Provided records: Begin

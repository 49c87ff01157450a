use crate::BackendError;

use super::device::Device;
use ash::vk;
use derive_builder::Builder;
use gpu_allocator::{AllocationCreateDesc, MemoryLocation};
use parking_lot::Mutex;
use std::collections::HashMap;

/// Description of a single-layer 2D texture. Every image in the reflection
/// frame is a screen-aligned plane (g-buffer inputs, ray targets, denoiser
/// history), so the desc carries only what those need.
#[derive(Clone, Copy, Debug, Hash, PartialEq, Eq)]
pub struct ImageDesc {
    pub format: vk::Format,
    pub extent: [u32; 2],
    pub usage: vk::ImageUsageFlags,
    pub mip_levels: u16,
}

impl ImageDesc {
    pub fn new_2d(format: vk::Format, extent: [u32; 2]) -> Self {
        Self {
            format,
            extent,
            usage: vk::ImageUsageFlags::default(),
            mip_levels: 1,
        }
    }

    pub fn format(mut self, format: vk::Format) -> Self {
        self.format = format;
        self
    }

    pub fn usage(mut self, usage: vk::ImageUsageFlags) -> Self {
        self.usage = usage;
        self
    }

    /// Rounds up, so odd-sized targets still cover every full-res pixel.
    pub fn half_res(mut self) -> Self {
        self.extent = [
            ((self.extent[0] + 1) / 2).max(1),
            ((self.extent[1] + 1) / 2).max(1),
        ];
        self
    }

    pub fn extent_2d(&self) -> [u32; 2] {
        self.extent
    }

    /// The extent shaped for a one-thread-per-pixel dispatch.
    pub fn dispatch_extent(&self) -> [u32; 3] {
        [self.extent[0], self.extent[1], 1]
    }
}

pub struct Image {
    pub raw: vk::Image,
    pub desc: ImageDesc,
    pub views: Mutex<HashMap<ImageViewDesc, vk::ImageView>>,
    #[allow(dead_code)]
    allocation: gpu_allocator::SubAllocation,
}
unsafe impl Send for Image {}
unsafe impl Sync for Image {}

impl Image {
    /// Returns a cached view, creating it on first use. Views differ only in
    /// their aspect; passes sampling a depth plane ask for the DEPTH aspect,
    /// everything else uses the COLOR default.
    pub fn view(
        &self,
        device: &Device,
        desc: &ImageViewDesc,
    ) -> Result<vk::ImageView, BackendError> {
        let mut views = self.views.lock();

        if let Some(entry) = views.get(desc) {
            Ok(*entry)
        } else {
            let view = device.create_image_view(*desc, &self.desc, self.raw)?;
            Ok(*views.entry(*desc).or_insert(view))
        }
    }
}

#[derive(Clone, Copy, Builder, Eq, PartialEq, Hash)]
#[builder(pattern = "owned", derive(Clone))]
pub struct ImageViewDesc {
    #[builder(default = "vk::ImageAspectFlags::COLOR")]
    pub aspect_mask: vk::ImageAspectFlags,
}

impl ImageViewDesc {
    pub fn builder() -> ImageViewDescBuilder {
        Default::default()
    }
}

impl Default for ImageViewDesc {
    fn default() -> Self {
        Self::builder().build().unwrap()
    }
}

impl Device {
    pub fn create_image(&self, desc: ImageDesc) -> Result<Image, BackendError> {
        log::info!("Creating an image: {:?}", desc);

        let create_info = vk::ImageCreateInfo {
            image_type: vk::ImageType::TYPE_2D,
            format: desc.format,
            extent: vk::Extent3D {
                width: desc.extent[0],
                height: desc.extent[1],
                depth: 1,
            },
            mip_levels: desc.mip_levels as u32,
            array_layers: 1,
            samples: vk::SampleCountFlags::TYPE_1,
            tiling: vk::ImageTiling::OPTIMAL,
            usage: desc.usage,
            sharing_mode: vk::SharingMode::EXCLUSIVE,
            initial_layout: vk::ImageLayout::UNDEFINED,
            ..Default::default()
        };

        let image = unsafe { self.raw.create_image(&create_info, None)? };
        let requirements = unsafe { self.raw.get_image_memory_requirements(image) };

        let allocation = self
            .global_allocator
            .lock()
            .allocate(&AllocationCreateDesc {
                name: "image",
                requirements,
                location: MemoryLocation::GpuOnly,
                linear: false,
            })
            .map_err(|err| BackendError::Allocation {
                inner: err,
                name: "GpuOnly image".into(),
            })?;

        unsafe {
            self.raw
                .bind_image_memory(image, allocation.memory(), allocation.offset())?
        };

        Ok(Image {
            raw: image,
            allocation,
            desc,
            views: Default::default(),
        })
    }

    fn create_image_view(
        &self,
        desc: ImageViewDesc,
        image_desc: &ImageDesc,
        image_raw: vk::Image,
    ) -> Result<vk::ImageView, BackendError> {
        if image_desc.format == vk::Format::D32_SFLOAT
            && !desc.aspect_mask.contains(vk::ImageAspectFlags::DEPTH)
        {
            return Err(BackendError::ResourceAccess {
                info: "Depth-only resource used without the vk::ImageAspectFlags::DEPTH flag"
                    .to_owned(),
            });
        }

        let create_info = vk::ImageViewCreateInfo::builder()
            .image(image_raw)
            .format(image_desc.format)
            .view_type(vk::ImageViewType::TYPE_2D)
            .subresource_range(vk::ImageSubresourceRange {
                aspect_mask: desc.aspect_mask,
                base_mip_level: 0,
                level_count: image_desc.mip_levels as u32,
                base_array_layer: 0,
                layer_count: 1,
            })
            .build();

        Ok(unsafe { self.raw.create_image_view(&create_info, None)? })
    }
}

#[cfg(test)]
mod tests {
    use super::*;

    #[test]
    fn half_res_rounds_up_and_never_hits_zero() {
        let desc = ImageDesc::new_2d(vk::Format::R16G16B16A16_SFLOAT, [1919, 1081]);
        assert_eq!(desc.half_res().extent, [960, 541]);

        let tiny = ImageDesc::new_2d(vk::Format::R8_UNORM, [1, 1]);
        assert_eq!(tiny.half_res().extent, [1, 1]);
    }

    #[test]
    fn dispatch_extent_is_one_thread_per_pixel() {
        let desc = ImageDesc::new_2d(vk::Format::R16_SFLOAT, [640, 360]);
        assert_eq!(desc.dispatch_extent(), [640, 360, 1]);
    }
}
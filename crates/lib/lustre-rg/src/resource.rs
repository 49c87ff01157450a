use lustre_backend::vulkan::ray_tracing::RayTracingAcceleration;
pub use lustre_backend::vulkan::{
    buffer::{Buffer, BufferDesc},
    image::*,
};
use std::marker::PhantomData;

use super::resource_registry::{AnyRenderResource, AnyRenderResourceRef};

pub trait Resource {
    type Desc: ResourceDesc;

    fn borrow_resource(res: &AnyRenderResource) -> &Self;
}

pub trait ResourceDesc: Clone + std::fmt::Debug + Into<GraphResourceDesc> {
    type Resource: Resource;
}

/// Acceleration structures carry no creation parameters through the graph;
/// they are built and sized outside it and only ever imported.
#[derive(Clone, Copy, Debug)]
pub struct RayTracingAccelerationDesc;

#[derive(Clone, Copy, Debug)]
pub enum GraphResourceDesc {
    Image(ImageDesc),
    Buffer(BufferDesc),
    RayTracingAcceleration(RayTracingAccelerationDesc),
}

macro_rules! graph_resource {
    ($res:ty, $desc:ty, $variant:ident) => {
        impl Resource for $res {
            type Desc = $desc;

            fn borrow_resource(res: &AnyRenderResource) -> &Self {
                match res.borrow() {
                    AnyRenderResourceRef::$variant(inner) => inner,
                    _ => panic!(
                        "{} expected, but the handle points at another resource kind",
                        stringify!($variant)
                    ),
                }
            }
        }

        impl ResourceDesc for $desc {
            type Resource = $res;
        }

        impl From<$desc> for GraphResourceDesc {
            fn from(desc: $desc) -> Self {
                Self::$variant(desc)
            }
        }
    };
}

graph_resource!(Image, ImageDesc, Image);
graph_resource!(Buffer, BufferDesc, Buffer);
graph_resource!(
    RayTracingAcceleration,
    RayTracingAccelerationDesc,
    RayTracingAcceleration
);

/// Slot of a graph resource plus a write counter. Every pass write bumps
/// the version, so pass ordering falls out of the data flow.
#[derive(Clone, Copy, Eq, PartialEq, Hash, Debug)]
pub(crate) struct RawGraphHandle {
    pub(crate) id: u32,
    pub(crate) version: u32,
}

impl RawGraphHandle {
    pub(crate) fn next_version(self) -> Self {
        Self {
            version: self.version + 1,
            ..self
        }
    }
}

/// Owning handle to a graph resource. Deliberately not `Clone`: a handle
/// names the latest version of the resource, and aliasing it would let two
/// passes write the same version.
#[derive(Debug)]
pub struct Handle<ResType: Resource> {
    pub(crate) raw: RawGraphHandle,
    pub(crate) desc: <ResType as Resource>::Desc,
    pub(crate) marker: PhantomData<ResType>,
}

impl<ResType: Resource> Handle<ResType> {
    pub fn desc(&self) -> &<ResType as Resource>::Desc {
        &self.desc
    }

    pub(crate) fn clone_unchecked(&self) -> Self {
        Self {
            raw: self.raw,
            desc: self.desc.clone(),
            marker: PhantomData,
        }
    }
}

impl<ResType: Resource> PartialEq for Handle<ResType> {
    fn eq(&self, other: &Self) -> bool {
        self.raw == other.raw
    }
}

impl<ResType: Resource> Eq for Handle<ResType> {}

/// Names a resource surviving past graph execution, resolvable against the
/// retired graph.
#[derive(Debug)]
pub struct ExportedHandle<ResType: Resource> {
    pub(crate) raw: RawGraphHandle,
    pub(crate) marker: PhantomData<ResType>,
}

impl<ResType: Resource> Clone for ExportedHandle<ResType> {
    fn clone(&self) -> Self {
        Self {
            raw: self.raw,
            marker: PhantomData,
        }
    }
}

impl<ResType: Resource> Copy for ExportedHandle<ResType> {}

/// A pass-scoped view of a resource, produced by declaring the access.
/// Only valid inside the pass that declared it.
#[derive(Debug)]
pub struct Ref<ResType: Resource, ViewType: GpuViewType> {
    pub(crate) handle: RawGraphHandle,
    pub(crate) desc: <ResType as Resource>::Desc,
    pub(crate) marker: PhantomData<(ResType, ViewType)>,
}

impl<ResType: Resource, ViewType: GpuViewType> Ref<ResType, ViewType> {
    pub fn desc(&self) -> &<ResType as Resource>::Desc {
        &self.desc
    }
}

impl<ResType: Resource, ViewType: GpuViewType> Clone for Ref<ResType, ViewType>
where
    <ResType as Resource>::Desc: Clone,
    ViewType: Clone,
{
    fn clone(&self) -> Self {
        Self {
            handle: self.handle,
            desc: self.desc.clone(),
            marker: PhantomData,
        }
    }
}

impl<ResType: Resource, ViewType: GpuViewType> Copy for Ref<ResType, ViewType>
where
    <ResType as Resource>::Desc: Copy,
    ViewType: Copy,
{
}

#[derive(Clone, Copy)]
pub struct GpuSrv;
#[derive(Clone, Copy)]
pub struct GpuUav;

pub trait GpuViewType {}
impl GpuViewType for GpuSrv {}
impl GpuViewType for GpuUav {}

Provided records: End

Select from the material above each line in which the string "MemoryLocation" appears, and list those lines.

## Result of the exercise
use gpu_allocator::{AllocationCreateDesc, MemoryLocation};
                location: MemoryLocation::GpuOnly,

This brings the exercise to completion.